Three years back, I was involved in a Green Left proposal to the Green Party of England & Wales conference to set a maximum pay rate as well as the current minimum wage rate. At that time, we suggested £150,000 p.a. - roughly ten times the living wage rate. The proposal received significant support but fell short of being passed. The following year, however, the Greens adopted a policy that commits them to statutory measures to enforce a ratio of ten to one between the highest and lowest wages within any company or organisation; and the party is committed to higher tax rates for higher earners, with an emphatic endorsement of progressive taxation.

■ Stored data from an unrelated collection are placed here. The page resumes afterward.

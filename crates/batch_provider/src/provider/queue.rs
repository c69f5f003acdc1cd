//! src/provider/queue.rs
//!
//! Fixed-capacity FIFO decoupling worker threads from the single consumer.
//!
//! Built on a bounded crossbeam channel: `put` blocks a worker while the
//! queue is full, the consumer's poll blocks while it is empty. `shutdown`
//! is idempotent: it raises a flag observed by every worker before its next
//! `put`, then drains and discards buffered entries so a producer blocked on
//! a full queue is released. Draining, not merely closing, matters: at
//! shutdown time a worker may be parked inside `put`.
//!
//! The queue also carries the pool's error path: the first failure recorded
//! by a worker is held in a slot and handed to the consumer after the data
//! channel runs dry, so nothing fails invisibly in the background.

use crossbeam_channel::{bounded, Receiver, RecvTimeoutError, Sender};
use std::sync::atomic::{AtomicBool, AtomicUsize, Ordering};
use std::sync::Mutex;
use std::time::Duration;
use tracing::debug;

use crate::batch::Batch;
use crate::error::ProviderError;

/// Outcome of one consumer poll.
pub(crate) enum Pull<L> {
    /// A batch arrived.
    Batch(Batch<L>),
    /// Nothing arrived within the poll interval.
    Idle,
}

pub(crate) struct BatchQueue<L> {
    tx: Sender<Batch<L>>,
    rx: Receiver<Batch<L>>,
    shutdown: AtomicBool,
    /// Live producer count; the consumer treats zero as end-of-stream.
    producers: AtomicUsize,
    /// First worker failure; delivered to the consumer exactly once.
    error: Mutex<Option<ProviderError>>,
}

impl<L> BatchQueue<L> {
    pub(crate) fn with_capacity(capacity: usize) -> Self {
        let (tx, rx) = bounded(capacity);
        Self {
            tx,
            rx,
            shutdown: AtomicBool::new(false),
            producers: AtomicUsize::new(0),
            error: Mutex::new(None),
        }
    }

    /// Blocking producer-side insert. Returns `false` when shutdown has been
    /// requested and the entry was discarded instead of enqueued.
    pub(crate) fn put(&self, batch: Batch<L>) -> bool {
        if self.shutdown_requested() {
            return false;
        }
        self.tx.send(batch).is_ok()
    }

    /// Consumer-side poll with a bounded wait.
    pub(crate) fn pull(&self, poll: Duration) -> Pull<L> {
        match self.rx.recv_timeout(poll) {
            Ok(batch) => Pull::Batch(batch),
            Err(RecvTimeoutError::Timeout) | Err(RecvTimeoutError::Disconnected) => Pull::Idle,
        }
    }

    /// Requests shutdown and discards everything currently buffered. Safe to
    /// call from any thread, any number of times.
    pub(crate) fn shutdown(&self) {
        if !self.shutdown.swap(true, Ordering::SeqCst) {
            debug!("batch queue shutdown requested");
        }
        self.drain();
    }

    /// Discards buffered entries, releasing producers blocked on a full
    /// queue. Entries pushed by a producer that was already inside `put`
    /// when the flag went up are caught by the next drain.
    pub(crate) fn drain(&self) {
        while self.rx.try_recv().is_ok() {}
    }

    pub(crate) fn shutdown_requested(&self) -> bool {
        self.shutdown.load(Ordering::SeqCst)
    }

    pub(crate) fn producer_started(&self) {
        self.producers.fetch_add(1, Ordering::SeqCst);
    }

    pub(crate) fn producer_finished(&self) {
        self.producers.fetch_sub(1, Ordering::SeqCst);
    }

    pub(crate) fn live_producers(&self) -> usize {
        self.producers.load(Ordering::SeqCst)
    }

    /// Records a worker failure. The first one wins; later failures are
    /// side effects of the shutdown it triggered.
    pub(crate) fn record_error(&self, error: ProviderError) {
        let mut slot = self.error.lock().expect("error slot poisoned");
        if slot.is_none() {
            *slot = Some(error);
        }
    }

    pub(crate) fn take_error(&self) -> Option<ProviderError> {
        self.error.lock().expect("error slot poisoned").take()
    }
}

#[cfg(test)]
mod tests {
    use super::*;
    use std::sync::Arc;
    use std::thread;
    use std::time::Duration;

    fn batch(label: u8) -> Batch<u8> {
        let mut b = Batch::with_capacity(1);
        b.push(image::RgbImage::new(1, 1), label);
        b
    }

    const POLL: Duration = Duration::from_millis(50);

    #[test]
    fn put_then_pull_round_trips() {
        let queue: BatchQueue<u8> = BatchQueue::with_capacity(4);
        assert!(queue.put(batch(3)));

        match queue.pull(POLL) {
            Pull::Batch(b) => assert_eq!(b.labels, vec![3]),
            Pull::Idle => panic!("expected a batch"),
        }
        assert!(matches!(queue.pull(Duration::from_millis(10)), Pull::Idle));
    }

    #[test]
    fn shutdown_releases_a_producer_blocked_on_full_queue() {
        let queue: Arc<BatchQueue<u8>> = Arc::new(BatchQueue::with_capacity(1));
        assert!(queue.put(batch(0)));

        let producer = {
            let queue = Arc::clone(&queue);
            thread::spawn(move || {
                queue.producer_started();
                // Queue is full: this blocks until shutdown drains it.
                let accepted = queue.put(batch(1));
                queue.producer_finished();
                accepted
            })
        };

        thread::sleep(Duration::from_millis(50));
        queue.shutdown();
        producer.join().unwrap();

        assert_eq!(queue.live_producers(), 0);
        // Post-shutdown entries are discarded.
        queue.drain();
        assert!(!queue.put(batch(2)));
        assert!(matches!(queue.pull(Duration::from_millis(10)), Pull::Idle));
    }

    #[test]
    fn shutdown_is_idempotent() {
        let queue: BatchQueue<u8> = BatchQueue::with_capacity(2);
        queue.put(batch(0));
        queue.shutdown();
        queue.shutdown();
        assert!(queue.shutdown_requested());
        assert!(matches!(queue.pull(Duration::from_millis(10)), Pull::Idle));
    }

    #[test]
    fn first_error_wins() {
        let queue: BatchQueue<u8> = BatchQueue::with_capacity(2);
        queue.record_error(ProviderError::pool("first"));
        queue.record_error(ProviderError::pool("second"));

        match queue.take_error() {
            Some(ProviderError::Pool { message }) => assert_eq!(message, "first"),
            other => panic!("unexpected: {other:?}"),
        }
        assert!(queue.take_error().is_none());
    }
}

So for progressives, there is a genuine option for action on pay inequality. And as "The Spirit Level" report by Wilkinson and Pickett showed, a more equal society is one where there is much less crime, better health, stronger communities and higher levels of happiness. It also paves the way to a more sustainable fostering and use of resources at a time when many of the most basic are under increasing pressure. So everyone would benefit.

Meantime, under the Old Grey Parties, Britain remains firmly set on a course towards social disintegration. Austerity and authoritarianism are the watchwords of our gradually more and more embattled elite as it seeks to suppress rather than resolve the despair of the squeezed majority. Like the ancient Spartiate nobility in its decline, terrified by the growing resentment of its helot underclass, British capitalism is teetering over the abyss between chaotic collapse and social fascism.

Another news item today, on the BBC website, highlights that in Papua New Guinea, the price of a bride is four pigs. Checking the current price of adult saddleback pigs in Britain, the monthly pay of someone on the national minimum wage is worth less than two pigs - and of course that falls to zero when compared to the cost of the greedy porkers sitting in the boardrooms of "broken Britain."